The California Supreme Court has finally issued its decision in the much anticipated “Friends” case. In Lyle v. Warner Brothers Television Productions, the court held that occasional sexual banter in the workplace may not give rise to liability if the joking and other conduct are not directed at the plaintiff’s sexuality.

The plaintiff (“Employee”) was a comedy writer’s assistant who worked on production of the “Friends” television program. When she was hired, the Employee was told that preparing the show’s scripts often involved jokes and comments about sexual matters; she responded that she would be comfortable with such joking. Throughout her employment, the Employee, as part of her work, attended meetings in which the show’s writers described their sexual experiences, fantasies and preferences. These writers sometimes made explicit drawings and pantomimed sexual gestures. They also sexually denigrated one of the show’s actresses. The evidence established that this behavior also occurred in the hallways of the workplace. Importantly, at no time did any person make a sexual comment about the Employee, or sexually proposition her in any way.

The California Supreme Court upheld summary judgment in favor of the Employer. The law requires a plaintiff in a sexual harassment lawsuit to show that the conduct at issue was not “merely tinged” with offensive sexual connotations, but actually constituted discrimination because of sex. An unlawful, hostile work environment is not established where a supervisor or co-worker uses crude or inappropriate language (or engages in similar conduct) without directing sexual innuendos or gender-related language toward the plaintiff or toward women in general.

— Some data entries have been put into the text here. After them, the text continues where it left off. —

//! Value graph decoder.
//!
//! Reads the entries written by the encoder and rebuilds the graph.
//! Containers and programs are entered into the sequence table before
//! their children are read, so back-references from inside them resolve
//! to the value under construction.
//!
//! ## Modules
//!
//! - `guard`: the [`DecodeSession`] that stops nested decodes of the
//!   same input from recursing
//! - `pending`: programs and objects waiting on unfinished inherits

mod guard;
mod pending;

pub use guard::DecodeSession;

use std::cell::RefCell;
use std::collections::HashMap;
use std::rc::Rc;

use indexmap::IndexMap;
use tracing::{debug, warn};

use crate::codec::{Codec, DefaultCodec};
use crate::context::DecodeOptions;
use crate::entry::{
    tag_name, Entry, Reader, COUNTER_START, MAGIC, TAG_AGAIN, TAG_ARRAY, TAG_DELAYED, TAG_FLOAT,
    TAG_FUNCTION, TAG_INT, TAG_MAPPING, TAG_MULTISET, TAG_OBJECT, TAG_PROGRAM, TAG_STRING,
    TAG_TYPE,
};
use crate::error::{FreezerError, Result};
use crate::legacy;
use crate::program::{mark_finished, Program, ProgramState};
use crate::program_codec;
use crate::trace::{Trace, Tracer};
use crate::value::{
    FunctionRef, HashableValue, Object, StringValue, TypeExpr, Value, T_AND, T_ARRAY, T_FLOAT,
    T_FUNCTION, T_INT, T_MANY, T_MAPPING, T_MIXED, T_MULTISET, T_NAME, T_NOT, T_OBJECT, T_OR,
    T_PROGRAM, T_STRING, T_TYPE, T_UNKNOWN, T_VOID, T_ZERO,
};
use pending::Pending;

/// Decodes value graphs.
#[derive(Debug, Clone, Default)]
pub struct Decoder {
    options: DecodeOptions,
}

impl Decoder {
    /// Decoder with default options.
    pub fn new() -> Self {
        Self::default()
    }

    /// Decoder with explicit options.
    pub fn with_options(options: DecodeOptions) -> Self {
        Decoder { options }
    }

    /// Active options.
    pub fn options(&self) -> &DecodeOptions {
        &self.options
    }

    /// Decode `bytes`, consulting `codec` to resolve names.
    pub fn decode(&self, bytes: &[u8], codec: Option<&dyn Codec>) -> Result<Value> {
        let mut session = DecodeSession::new(self.options.clone());
        session.decode(bytes, codec)
    }

    /// Decode `bytes` and return the listing of every entry read.
    pub fn decode_listing(&self, bytes: &[u8], codec: Option<&dyn Codec>) -> Result<(Value, Trace)> {
        let mut session = DecodeSession::new(self.options.clone());
        let (value, listing) = session.enter(bytes, codec, true)?;
        Ok((value, listing.unwrap_or_default()))
    }
}

/// Decode one stream inside `session`.
fn decode_frame(
    bytes: &[u8],
    codec: Option<&dyn Codec>,
    session: &mut DecodeSession,
    collect: bool,
) -> Result<(Value, Option<Trace>)> {
    let codec: &dyn Codec = match codec {
        Some(c) => c,
        None => &DefaultCodec,
    };
    if !bytes.starts_with(MAGIC) {
        if session.options().allow_legacy {
            debug!(len = bytes.len(), "no magic prefix, decoding legacy format");
            return legacy::decode_legacy(bytes, codec).map(|value| (value, None));
        }
        return Err(FreezerError::format("Bad magic"));
    }
    if bytes.len() <= MAGIC.len() {
        return Err(FreezerError::format("Not enough data"));
    }

    let options = session.options().clone();
    let mut state = DecodeState::new(bytes, codec, &options, session, collect);
    match state.run() {
        Ok(value) => Ok((value, state.tracer.finish())),
        Err(e) => {
            state.teardown();
            Err(e)
        }
    }
}

/// State of one top-level decode.
pub(crate) struct DecodeState<'a, 's> {
    reader: Reader<'a>,
    table: HashMap<i64, Value>,
    counter: i64,
    codec: &'a dyn Codec,
    pending: Pending,
    pickyness: u32,
    strict: bool,
    depth: usize,
    max_depth: usize,
    tracer: Tracer,
    session: &'s mut DecodeSession,
}
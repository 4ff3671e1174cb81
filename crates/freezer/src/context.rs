//! Encode and decode configuration

/// Default limit on value nesting for both directions.
pub const DEFAULT_MAX_DEPTH: usize = 1000;

/// Configuration for an encode call.
#[derive(Debug, Clone)]
pub struct EncodeOptions {
    /// Produce canonical output: sorted mappings and multisets, no
    /// identity-bearing kinds.
    pub canonical: bool,

    /// Maximum value nesting depth
    pub max_depth: usize,

    /// Log every written entry to the `freezer::trace` target
    pub trace: bool,
}

impl Default for EncodeOptions {
    fn default() -> Self {
        Self {
            canonical: false,
            max_depth: DEFAULT_MAX_DEPTH,
            trace: false,
        }
    }
}

impl EncodeOptions {
    /// Create options with default settings.
    pub fn new() -> Self {
        Self::default()
    }

    /// Options for canonical (fingerprint) output.
    pub fn canonical() -> Self {
        Self {
            canonical: true,
            ..Default::default()
        }
    }

    /// Set a custom nesting limit.
    pub fn with_max_depth(mut self, max_depth: usize) -> Self {
        self.max_depth = max_depth;
        self
    }

    /// Enable entry logging.
    pub fn with_trace(mut self, trace: bool) -> Self {
        self.trace = trace;
        self
    }
}

/// Configuration for a decode call.
#[derive(Debug, Clone)]
pub struct DecodeOptions {
    /// Maximum value nesting depth
    pub max_depth: usize,

    /// Treat every codec failure as fatal, even outside program bodies,
    /// and reject streams that leave programs unfinished.
    pub strict: bool,

    /// Route input without the magic prefix to the legacy flat-tag decoder
    pub allow_legacy: bool,

    /// Log every read entry to the `freezer::trace` target
    pub trace: bool,
}

impl Default for DecodeOptions {
    fn default() -> Self {
        Self {
            max_depth: DEFAULT_MAX_DEPTH,
            strict: false,
            allow_legacy: true,
            trace: false,
        }
    }
}

impl DecodeOptions {
    /// Create options with default settings.
    pub fn new() -> Self {
        Self::default()
    }

    /// Strict decoding.
    pub fn strict() -> Self {
        Self {
            strict: true,
            ..Default::default()
        }
    }

    /// Set a custom nesting limit.
    pub fn with_max_depth(mut self, max_depth: usize) -> Self {
        self.max_depth = max_depth;
        self
    }

    /// Allow or refuse the legacy flat-tag format.
    pub fn with_legacy(mut self, allow: bool) -> Self {
        self.allow_legacy = allow;
        self
    }

    /// Enable entry logging.
    pub fn with_trace(mut self, trace: bool) -> Self {
        self.trace = trace;
        self
    }
}
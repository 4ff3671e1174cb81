//! Shared strings stored at the narrowest character width

use std::cmp::Ordering;
use std::fmt;
use std::rc::Rc;

#[derive(Debug, Clone, PartialEq, Eq, Hash)]
enum Repr {
    Narrow(Vec<u8>),
    Wide16(Vec<u16>),
    Wide32(Vec<u32>),
}

/// An immutable character string.
///
/// Characters are stored with the smallest unit that holds all of them
/// (8, 16 or 32 bits). Every constructor normalizes, so two equal strings
/// always share the same width and derived equality and hashing are
/// content-based.
#[derive(Clone, PartialEq, Eq, Hash)]
pub struct StringValue(Rc<Repr>);

impl StringValue {
    /// Build from raw 8-bit characters.
    pub fn from_bytes(bytes: impl Into<Vec<u8>>) -> Self {
        StringValue(Rc::new(Repr::Narrow(bytes.into())))
    }

    /// Build from code points, picking the narrowest width.
    pub fn from_chars(chars: impl IntoIterator<Item = u32>) -> Self {
        let chars: Vec<u32> = chars.into_iter().collect();
        let max = chars.iter().copied().max().unwrap_or(0);
        let repr = if max <= 0xff {
            Repr::Narrow(chars.into_iter().map(|c| c as u8).collect())
        } else if max <= 0xffff {
            Repr::Wide16(chars.into_iter().map(|c| c as u16).collect())
        } else {
            Repr::Wide32(chars)
        };
        StringValue(Rc::new(repr))
    }

    /// Width class: 0 for 8-bit, 1 for 16-bit, 2 for 32-bit units.
    pub fn shift(&self) -> u8 {
        match &*self.0 {
            Repr::Narrow(_) => 0,
            Repr::Wide16(_) => 1,
            Repr::Wide32(_) => 2,
        }
    }

    /// Number of characters.
    pub fn len(&self) -> usize {
        match &*self.0 {
            Repr::Narrow(b) => b.len(),
            Repr::Wide16(w) => w.len(),
            Repr::Wide32(w) => w.len(),
        }
    }

    /// True for the empty string.
    pub fn is_empty(&self) -> bool {
        self.len() == 0
    }

    /// Raw bytes of a narrow string.
    pub fn as_bytes(&self) -> Option<&[u8]> {
        match &*self.0 {
            Repr::Narrow(b) => Some(b),
            _ => None,
        }
    }

    /// Iterate over code points.
    pub fn chars(&self) -> Box<dyn Iterator<Item = u32> + '_> {
        match &*self.0 {
            Repr::Narrow(b) => Box::new(b.iter().map(|&c| u32::from(c))),
            Repr::Wide16(w) => Box::new(w.iter().map(|&c| u32::from(c))),
            Repr::Wide32(w) => Box::new(w.iter().copied()),
        }
    }

    /// Big-endian bytes of the string's units, as stored on the wire.
    pub fn to_be_units(&self) -> Vec<u8> {
        match &*self.0 {
            Repr::Narrow(b) => b.clone(),
            Repr::Wide16(w) => w.iter().flat_map(|c| c.to_be_bytes()).collect(),
            Repr::Wide32(w) => w.iter().flat_map(|c| c.to_be_bytes()).collect(),
        }
    }

    /// Lossy conversion to a Rust string (code points outside Unicode
    /// become U+FFFD).
    pub fn to_string_lossy(&self) -> String {
        self.chars()
            .map(|c| char::from_u32(c).unwrap_or(char::REPLACEMENT_CHARACTER))
            .collect()
    }

    /// True when this is the same shared allocation as `other`.
    pub fn ptr_eq(&self, other: &StringValue) -> bool {
        Rc::ptr_eq(&self.0, &other.0)
    }
}

impl From<&str> for StringValue {
    fn from(s: &str) -> Self {
        StringValue::from_chars(s.chars().map(u32::from))
    }
}

impl From<String> for StringValue {
    fn from(s: String) -> Self {
        StringValue::from(s.as_str())
    }
}

impl PartialOrd for StringValue {
    fn partial_cmp(&self, other: &Self) -> Option<Ordering> {
        Some(self.cmp(other))
    }
}

impl Ord for StringValue {
    fn cmp(&self, other: &Self) -> Ordering {
        self.chars().cmp(other.chars())
    }
}

impl fmt::Debug for StringValue {
    fn fmt(&self, f: &mut fmt::Formatter<'_>) -> fmt::Result {
        write!(f, "{:?}", self.to_string_lossy())
    }
}

impl fmt::Display for StringValue {
    fn fmt(&self, f: &mut fmt::Formatter<'_>) -> fmt::Result {
        f.write_str(&self.to_string_lossy())
    }
}

#[cfg(test)]
mod tests {
    use super::*;

    #[test]
    fn test_width_is_normalized() {
        assert_eq!(StringValue::from("abc").shift(), 0);
        assert_eq!(StringValue::from("é").shift(), 0);
        assert_eq!(StringValue::from("€").shift(), 1);
        assert_eq!(StringValue::from("𝄞").shift(), 2);
        assert_eq!(StringValue::from_chars([0x61, 0x62]), StringValue::from("ab"));
    }

    #[test]
    fn test_big_endian_units() {
        let s = StringValue::from_chars([0x20ac, 0x41]);
        assert_eq!(s.to_be_units(), vec![0x20, 0xac, 0x00, 0x41]);
    }

    #[test]
    fn test_ordering_by_code_point() {
        assert!(StringValue::from("a") < StringValue::from("b"));
        assert!(StringValue::from("ab") < StringValue::from("€"));
        assert!(StringValue::from("") < StringValue::from("a"));
    }
}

The Lyle case will likely provide very good support to defendants who seek summary judgment on various types of harassment lawsuits. However, employers should keep in mind that its holding addresses a specific factual scenario. The case does not stand for the proposition that sexual banter in the workplace is acceptable, or that such banter could never result in liability. All employers should continue efforts to prevent sexual jokes, banter and language in the workplace.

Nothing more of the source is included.